[Dataset entries]
■ ■ ■ ■ ■
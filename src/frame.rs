// 该文件是 Tuili （推理） 项目的一部分。
// src/frame.rs - HWC 帧定义
//
// 本文件根据 Apache 许可证第 2.0 版（以下简称“许可证”）授权使用；
// 除非遵守该许可证条款，否则您不得使用本文件。
// 您可通过以下网址获取许可证副本：
// http://www.apache.org/licenses/LICENSE-2.0
// 除非适用法律要求或书面同意，根据本许可协议分发的软件均按“原样”提供，
// 不附带任何形式的明示或暗示的保证或条件。
// 有关许可权限与限制的具体条款，请参阅本许可协议。
//
// Copyright (C) 2026 Johann Li <me@qinka.pro>, Wareless Group

use image::RgbImage;

use crate::{error::TaskError, model::PixelRect};

const RGB_CHANNELS: usize = 3;

pub trait AsNhwcFrame {
  fn as_nhwc(&self) -> &[u8];
}

/// 通道在后（行、列、通道交错）的字节图像
#[derive(Debug, Clone, PartialEq, Eq)]
pub struct ImageFrame {
  data: Box<[u8]>,
  width: usize,
  height: usize,
  channels: usize,
}

impl ImageFrame {
  pub fn new(data: Vec<u8>, width: usize, height: usize, channels: usize) -> Result<Self, TaskError> {
    if data.len() != width * height * channels {
      return Err(TaskError::InvalidImage(format!(
        "数据长度不匹配: 期望长度 {}, 实际长度 {}",
        width * height * channels,
        data.len()
      )));
    }

    Ok(Self {
      data: data.into_boxed_slice(),
      width,
      height,
      channels,
    })
  }

  pub fn with_shape(height: usize, width: usize, channels: usize) -> Self {
    Self {
      data: vec![0u8; width * height * channels].into_boxed_slice(),
      width,
      height,
      channels,
    }
  }

  pub fn height(&self) -> usize {
    self.height
  }

  pub fn width(&self) -> usize {
    self.width
  }

  pub fn channels(&self) -> usize {
    self.channels
  }

  pub fn is_empty(&self) -> bool {
    self.data.is_empty()
  }

  /// 按行主序遍历某一通道的取值
  pub fn channel(&self, channel: usize) -> impl Iterator<Item = u8> + '_ {
    self
      .data
      .iter()
      .skip(channel)
      .step_by(self.channels.max(1))
      .copied()
  }

  /// 裁剪出矩形区域，矩形会先被限制在图像范围内
  pub fn crop(&self, rect: &PixelRect) -> Option<ImageFrame> {
    let rect = rect.clamp_to(self.width as i32, self.height as i32);
    if rect.width <= 0 || rect.height <= 0 {
      return None;
    }

    let (x0, y0) = (rect.x as usize, rect.y as usize);
    let (w, h) = (rect.width as usize, rect.height as usize);
    let row_len = w * self.channels;
    let mut data = Vec::with_capacity(h * row_len);
    for y in y0..y0 + h {
      let start = (y * self.width + x0) * self.channels;
      data.extend_from_slice(&self.as_nhwc()[start..start + row_len]);
    }

    Some(Self {
      data: data.into_boxed_slice(),
      width: w,
      height: h,
      channels: self.channels,
    })
  }
}

impl AsMut<[u8]> for ImageFrame {
  fn as_mut(&mut self) -> &mut [u8] {
    &mut self.data
  }
}

impl AsNhwcFrame for ImageFrame {
  fn as_nhwc(&self) -> &[u8] {
    &self.data
  }
}

impl From<RgbImage> for ImageFrame {
  fn from(image: RgbImage) -> Self {
    let (width, height) = image.dimensions();
    Self {
      data: image.into_raw().into_boxed_slice(),
      width: width as usize,
      height: height as usize,
      channels: RGB_CHANNELS,
    }
  }
}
■ ■ ■ ■ ■
PROBLEM REQUIREMENTS → Could you copy every line from the records that has "impl" in it?

EXERCISE OUTPUT →
impl ImageFrame {
  pub fn channel(&self, channel: usize) -> impl Iterator<Item = u8> + '_ {
impl AsMut<[u8]> for ImageFrame {
impl AsNhwcFrame for ImageFrame {
impl From<RgbImage> for ImageFrame {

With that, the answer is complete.